The Association of Specialty Cut Flower Growers (ASCFG) announced it has selected varieties of cut flowers in four categories — Bulb, Fresh, Foliage and Woody — as its Cut Flowers of the Year for 2024. 

Full Press Release Below

ASCFG Announces 2024 Cut Flowers of the Year Winners 

The Association of Specialty Cut Flower Growers (ASCFG) announced it has selected varieties of cut flowers in four categories — Bulb, Fresh, Foliage and Woody — as its Cut Flowers of the Year for 2024. 

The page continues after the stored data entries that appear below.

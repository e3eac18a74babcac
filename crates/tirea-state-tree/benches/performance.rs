//! Performance benchmarks for tirea-state-tree operations.
//!
//! Run with: cargo bench --package tirea-state-tree

use criterion::{black_box, criterion_group, criterion_main, BenchmarkId, Criterion, Throughput};
use tirea_state_tree::{copy_with_set, get, Path, RootStore, Subscription, Value};

// ============================================================================
// Helper functions to generate test data
// ============================================================================

/// A flat object with N numeric fields.
fn generate_flat_doc(num_fields: usize) -> Value {
    Value::object((0..num_fields).map(|i| (format!("field_{}", i), Value::from(i))))
}

/// An object nested `depth` levels deep with a value at the bottom.
fn generate_nested_doc(depth: usize) -> (Value, Path) {
    let mut current = Value::object([("value", Value::from(42))]);
    let mut path = Path::root();
    for i in (0..depth).rev() {
        current = Value::object([(format!("level_{}", i), current)]);
    }
    for i in 0..depth {
        path = path.key(format!("level_{}", i));
    }
    (current, path.key("value"))
}

// ============================================================================
// Benchmark: copy-on-write set
// ============================================================================

fn bench_copy_with_set_flat(c: &mut Criterion) {
    let mut group = c.benchmark_group("copy_with_set_flat_doc");

    for num_fields in [10, 100, 1000, 10000] {
        group.throughput(Throughput::Elements(1));
        let doc = generate_flat_doc(num_fields);
        let path = Path::root().key("field_0");

        group.bench_with_input(BenchmarkId::from_parameter(num_fields), &num_fields, |b, _| {
            let mut n = 0usize;
            b.iter(|| {
                n += 1;
                let result = copy_with_set(black_box(&doc), black_box(&path), Value::from(n));
                black_box(result)
            });
        });
    }

    group.finish();
}

fn bench_copy_with_set_nested(c: &mut Criterion) {
    let mut group = c.benchmark_group("copy_with_set_nested_doc");

    for depth in [1, 5, 10, 20, 50] {
        let (doc, path) = generate_nested_doc(depth);

        group.bench_with_input(BenchmarkId::from_parameter(depth), &depth, |b, _| {
            let mut n = 0usize;
            b.iter(|| {
                n += 1;
                let result = copy_with_set(black_box(&doc), black_box(&path), Value::from(n));
                black_box(result)
            });
        });
    }

    group.finish();
}

fn bench_get_nested(c: &mut Criterion) {
    let mut group = c.benchmark_group("get_nested_doc");

    for depth in [1, 5, 10, 20, 50] {
        let (doc, path) = generate_nested_doc(depth);

        group.bench_with_input(BenchmarkId::from_parameter(depth), &depth, |b, _| {
            b.iter(|| black_box(get(black_box(&doc), black_box(&path))));
        });
    }

    group.finish();
}

// ============================================================================
// Benchmark: dispatch with active subscriptions
// ============================================================================

fn bench_dispatch_with_subscribers(c: &mut Criterion) {
    let mut group = c.benchmark_group("dispatch_with_subscribers");

    for num_subscribed in [0, 10, 100, 1000] {
        let store = RootStore::new(generate_flat_doc(1000));
        let _subs: Vec<Subscription> = (0..num_subscribed)
            .map(|i| {
                store
                    .child(format!("field_{}", i))
                    .changes()
                    .subscribe(|v| {
                        black_box(v);
                    })
            })
            .collect();
        let target = store.child("field_0");

        group.bench_with_input(
            BenchmarkId::from_parameter(num_subscribed),
            &num_subscribed,
            |b, _| {
                let mut n = 0usize;
                b.iter(|| {
                    n += 1;
                    target.set(n).unwrap();
                });
            },
        );
    }

    group.finish();
}

fn bench_subscribe_unsubscribe(c: &mut Criterion) {
    let (doc, path) = generate_nested_doc(10);
    let store = RootStore::new(doc);
    let node = path
        .iter()
        .fold(store.root(), |node, seg| node.child(seg.clone()));

    c.bench_function("subscribe_unsubscribe_depth_10", |b| {
        b.iter(|| {
            let sub = node.changes().subscribe(|v| {
                black_box(v);
            });
            sub.unsubscribe();
        });
    });
}

criterion_group!(
    benches,
    bench_copy_with_set_flat,
    bench_copy_with_set_nested,
    bench_get_nested,
    bench_dispatch_with_subscribers,
    bench_subscribe_unsubscribe,
);
criterion_main!(benches);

Varieties are nominated based on their ease of culture, productivity and marketability. Many of them are noted as top performers in the ASCFG’s Cut Flower Trials program. The ASCFG’s nearly 3000 members vote for their choices based on their experience growing and selling each species or cultivar. 

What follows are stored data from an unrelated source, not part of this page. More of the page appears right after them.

//! Error types for state tree operations.

use crate::{Path, Value};
use thiserror::Error;

/// Result type alias for state tree operations.
pub type StoreResult<T> = Result<T, StoreError>;

/// Errors raised by reads, writes and dispatch.
#[derive(Debug, Error)]
pub enum StoreError {
    /// The container a write needs does not exist.
    #[error("missing parent for write at {path}")]
    MissingParent {
        /// Path of the write that could not be performed.
        path: Path,
    },

    /// A container of the wrong kind sits on the write path.
    #[error("type mismatch at {path}: expected {expected}, found {found}")]
    TypeMismatch {
        /// Path of the offending value.
        path: Path,
        /// The expected type.
        expected: &'static str,
        /// The actual type found.
        found: &'static str,
    },

    /// Assign needs an object on both sides.
    #[error("assign requires object value at {path}")]
    MergeRequiresObject {
        /// Path of the assign.
        path: Path,
    },

    /// The operation makes no sense for its target.
    #[error("invalid operation: {message}")]
    InvalidOperation {
        /// Description of what went wrong.
        message: String,
    },

    /// A change subscriber panicked while a write was being delivered.
    ///
    /// The write itself has already been committed.
    #[error("subscriber at {path} panicked: {message}")]
    Subscriber {
        /// Path of the stream whose subscriber failed.
        path: Path,
        /// Panic payload, when it was a string.
        message: String,
    },

    /// Subscribers kept writing from inside their own notifications.
    #[error("dispatch depth {depth} exceeded while writing {path}")]
    DispatchDepthExceeded {
        /// Path of the write that was refused.
        path: Path,
        /// Configured limit.
        depth: usize,
    },

    /// JSON serialization/deserialization error.
    #[error("serialization error: {0}")]
    Serialization(#[from] serde_json::Error),
}

impl StoreError {
    /// Create a missing parent error.
    #[inline]
    pub fn missing_parent(path: Path) -> Self {
        StoreError::MissingParent { path }
    }

    /// Create a type mismatch error.
    #[inline]
    pub fn type_mismatch(path: Path, expected: &'static str, found: &'static str) -> Self {
        StoreError::TypeMismatch {
            path,
            expected,
            found,
        }
    }

    /// Create a merge-requires-object error.
    #[inline]
    pub fn merge_requires_object(path: Path) -> Self {
        StoreError::MergeRequiresObject { path }
    }

    /// Create an invalid operation error.
    #[inline]
    pub fn invalid_operation(message: impl Into<String>) -> Self {
        StoreError::InvalidOperation {
            message: message.into(),
        }
    }

    /// True for the "required container is absent" programmer error.
    pub fn is_missing_parent(&self) -> bool {
        matches!(self, StoreError::MissingParent { .. })
    }
}

/// Get the type name of a tree value.
#[inline]
pub fn value_type_name(v: &Value) -> &'static str {
    match v {
        Value::Undefined => "undefined",
        Value::Null => "null",
        Value::Bool(_) => "boolean",
        Value::Number(_) => "number",
        Value::String(_) => "string",
        Value::Array(_) => "array",
        Value::Object(_) => "object",
    }
}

Fresh Cut Flower of the Year 

Snapdragon ‘Potomac Appleblossom’ 

Snapdragon Potomac Appleblossom - Rockwood

Featuring ribbon-candy spikes adorned with sugar pink and white blossoms, these delicate hues create a lovely contrast against the glossy dark green foliage. One Zone 6 grower reported, “‘Appleblossom’ has the best stem strength and length out of every snap cultivar I’ve trialed, plus the colors are lovely and blend well with many other colors. They are insanely productive, throwing multiple flushes throughout the season.” Another reported that “Potomac series changed the snapdragon game — in zone 7a mine produced through 90 degree summer heat and overwintered through weeks of single digits, shooting out fresh blooms in spring. ‘Appleblossom’ is probably the most versatile and elegant of the series!.” This group 3-4 cultivar does best during the main season, from mid spring to mid fall. Grow close together for long, single stem production and further apart for multiple flushes. Does well in the field, tunnels and greenhouses. 

Woody Cut Flower of the Year 

Viburnum ‘Brandywine’ 

Viburnum ‘Brandywine’

The deep green, glossy foliage turns to dark purple red in the fall and has multi-season uses. Foliage holds up well in water, and can be harvested from early June to October. The flower buds are born in pearl-like clusters and make charming additions to early June 

bouquets. Additionally, the fruit turns beautiful shades of blue and pink in September. One grower summed it advantages as follows: “I love the full seasonality of the Brandywine Viburnum. I love the pinkish spring flowers, the leaf coloring, and the 2 tone berries.” This native of Eastern North America is cold hardy in Zones 5 to 9 and tolerates wet sites on the farm. While a pollinator is not required for fruit set, growing another related Viburnum nudum variety nearby will likely increase fruit set.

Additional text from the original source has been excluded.